# Exercise objective:
Below you will find a set of lines. Repeat them all exactly.

[Saved data entries]

....

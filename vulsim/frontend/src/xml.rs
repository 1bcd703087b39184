//! Minimal element tree for descriptor files.
//!
//! Descriptors only use elements and text: attributes, comments and
//! processing instructions are ignored. Text and CDATA sections of an element
//! are concatenated in document order.
use quick_xml::events::Event;
use quick_xml::reader::Reader;
use vulsim_utils::{Error, VulResult};

#[derive(Debug, Clone, PartialEq, Eq)]
pub struct XmlNode {
    pub tag: String,
    /// Text content, `None` when the element has no text at all.
    pub text: Option<String>,
    pub children: Vec<XmlNode>,
}

impl XmlNode {
    fn new(tag: String) -> Self {
        Self {
            tag,
            text: None,
            children: Vec::new(),
        }
    }

    /// Parse a document and return its root element.
    pub fn parse_str(src: &str) -> VulResult<Self> {
        let mut reader = Reader::from_str(src);
        reader.trim_text(true);

        let mut stack: Vec<XmlNode> = Vec::new();
        let mut root: Option<XmlNode> = None;
        loop {
            let event = reader.read_event().map_err(|e| {
                Error::malformed_descriptor(format!(
                    "XML error at byte {}: {e}",
                    reader.buffer_position()
                ))
            })?;
            match event {
                Event::Start(start) => {
                    let tag = String::from_utf8_lossy(start.name().as_ref())
                        .into_owned();
                    stack.push(XmlNode::new(tag));
                }
                Event::Empty(empty) => {
                    let tag = String::from_utf8_lossy(empty.name().as_ref())
                        .into_owned();
                    Self::attach(&mut stack, &mut root, XmlNode::new(tag))?;
                }
                Event::End(_) => {
                    let node = stack.pop().ok_or_else(|| {
                        Error::malformed_descriptor("unbalanced closing tag")
                    })?;
                    Self::attach(&mut stack, &mut root, node)?;
                }
                Event::Text(text) => {
                    let text = text.unescape().map_err(|e| {
                        Error::malformed_descriptor(format!(
                            "XML escape error: {e}"
                        ))
                    })?;
                    Self::push_text(&mut stack, &text);
                }
                Event::CData(cdata) => {
                    let raw = cdata.into_inner();
                    Self::push_text(&mut stack, &String::from_utf8_lossy(&raw));
                }
                Event::Eof => break,
                // Declarations, comments, processing instructions, doctype
                _ => {}
            }
        }

        if !stack.is_empty() {
            return Err(Error::malformed_descriptor(
                "unexpected end of document",
            ));
        }
        root.ok_or_else(|| Error::malformed_descriptor("empty document"))
    }

    fn attach(
        stack: &mut [XmlNode],
        root: &mut Option<XmlNode>,
        node: XmlNode,
    ) -> VulResult<()> {
        match stack.last_mut() {
            Some(parent) => parent.children.push(node),
            None if root.is_none() => *root = Some(node),
            None => {
                return Err(Error::malformed_descriptor(
                    "document has more than one root element",
                ));
            }
        }
        Ok(())
    }

    fn push_text(stack: &mut [XmlNode], text: &str) {
        // Text outside of the root element is ignored.
        if let Some(node) = stack.last_mut() {
            node.text.get_or_insert_with(String::new).push_str(text);
        }
    }

    /// First child with the given tag.
    pub fn child(&self, tag: &str) -> Option<&XmlNode> {
        self.children.iter().find(|c| c.tag == tag)
    }

    /// All children with the given tag, in document order.
    pub fn children_named<'a>(
        &'a self,
        tag: &'a str,
    ) -> impl Iterator<Item = &'a XmlNode> + 'a {
        self.children.iter().filter(move |c| c.tag == tag)
    }

    /// Trimmed text content; empty when the element has none.
    pub fn trimmed_text(&self) -> &str {
        self.text.as_deref().map(str::trim).unwrap_or("")
    }
}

....

# Completed task:
filename vulsim/frontend/src/xml.rs
repository 1bcd703087b39184
//! Minimal element tree for descriptor files.
//!
//! Descriptors only use elements and text: attributes, comments and
//! processing instructions are ignored. Text and CDATA sections of an element
//! are concatenated in document order.
use quick_xml::events::Event;
use quick_xml::reader::Reader;
use vulsim_utils::{Error, VulResult};

#[derive(Debug, Clone, PartialEq, Eq)]
pub struct XmlNode {
    pub tag: String,
    /// Text content, `None` when the element has no text at all.
    pub text: Option<String>,
    pub children: Vec<XmlNode>,
}

impl XmlNode {
    fn new(tag: String) -> Self {
        Self {
            tag,
            text: None,
            children: Vec::new(),
        }
    }

    /// Parse a document and return its root element.
    pub fn parse_str(src: &str) -> VulResult<Self> {
        let mut reader = Reader::from_str(src);
        reader.trim_text(true);

        let mut stack: Vec<XmlNode> = Vec::new();
        let mut root: Option<XmlNode> = None;
        loop {
            let event = reader.read_event().map_err(|e| {
                Error::malformed_descriptor(format!(
                    "XML error at byte {}: {e}",
                    reader.buffer_position()
                ))
            })?;
            match event {
                Event::Start(start) => {
                    let tag = String::from_utf8_lossy(start.name().as_ref())
                        .into_owned();
                    stack.push(XmlNode::new(tag));
                }
                Event::Empty(empty) => {
                    let tag = String::from_utf8_lossy(empty.name().as_ref())
                        .into_owned();
                    Self::attach(&mut stack, &mut root, XmlNode::new(tag))?;
                }
                Event::End(_) => {
                    let node = stack.pop().ok_or_else(|| {
                        Error::malformed_descriptor("unbalanced closing tag")
                    })?;
                    Self::attach(&mut stack, &mut root, node)?;
                }
                Event::Text(text) => {
                    let text = text.unescape().map_err(|e| {
                        Error::malformed_descriptor(format!(
                            "XML escape error: {e}"
                        ))
                    })?;
                    Self::push_text(&mut stack, &text);
                }
                Event::CData(cdata) => {
                    let raw = cdata.into_inner();
                    Self::push_text(&mut stack, &String::from_utf8_lossy(&raw));
                }
                Event::Eof => break,
                // Declarations, comments, processing instructions, doctype
                _ => {}
            }
        }

        if !stack.is_empty() {
            return Err(Error::malformed_descriptor(
                "unexpected end of document",
            ));
        }
        root.ok_or_else(|| Error::malformed_descriptor("empty document"))
    }

    fn attach(
        stack: &mut [XmlNode],
        root: &mut Option<XmlNode>,
        node: XmlNode,
    ) -> VulResult<()> {
        match stack.last_mut() {
            Some(parent) => parent.children.push(node),
            None if root.is_none() => *root = Some(node),
            None => {
                return Err(Error::malformed_descriptor(
                    "document has more than one root element",
                ));
            }
        }
        Ok(())
    }

    fn push_text(stack: &mut [XmlNode], text: &str) {
        // Text outside of the root element is ignored.
        if let Some(node) = stack.last_mut() {
            node.text.get_or_insert_with(String::new).push_str(text);
        }
    }

    /// First child with the given tag.
    pub fn child(&self, tag: &str) -> Option<&XmlNode> {
        self.children.iter().find(|c| c.tag == tag)
    }

    /// All children with the given tag, in document order.
    pub fn children_named<'a>(
        &'a self,
        tag: &'a str,
    ) -> impl Iterator<Item = &'a XmlNode> + 'a {
        self.children.iter().filter(move |c| c.tag == tag)
    }

    /// Trimmed text content; empty when the element has none.
    pub fn trimmed_text(&self) -> &str {
        self.text.as_deref().map(str::trim).unwrap_or("")
    }
}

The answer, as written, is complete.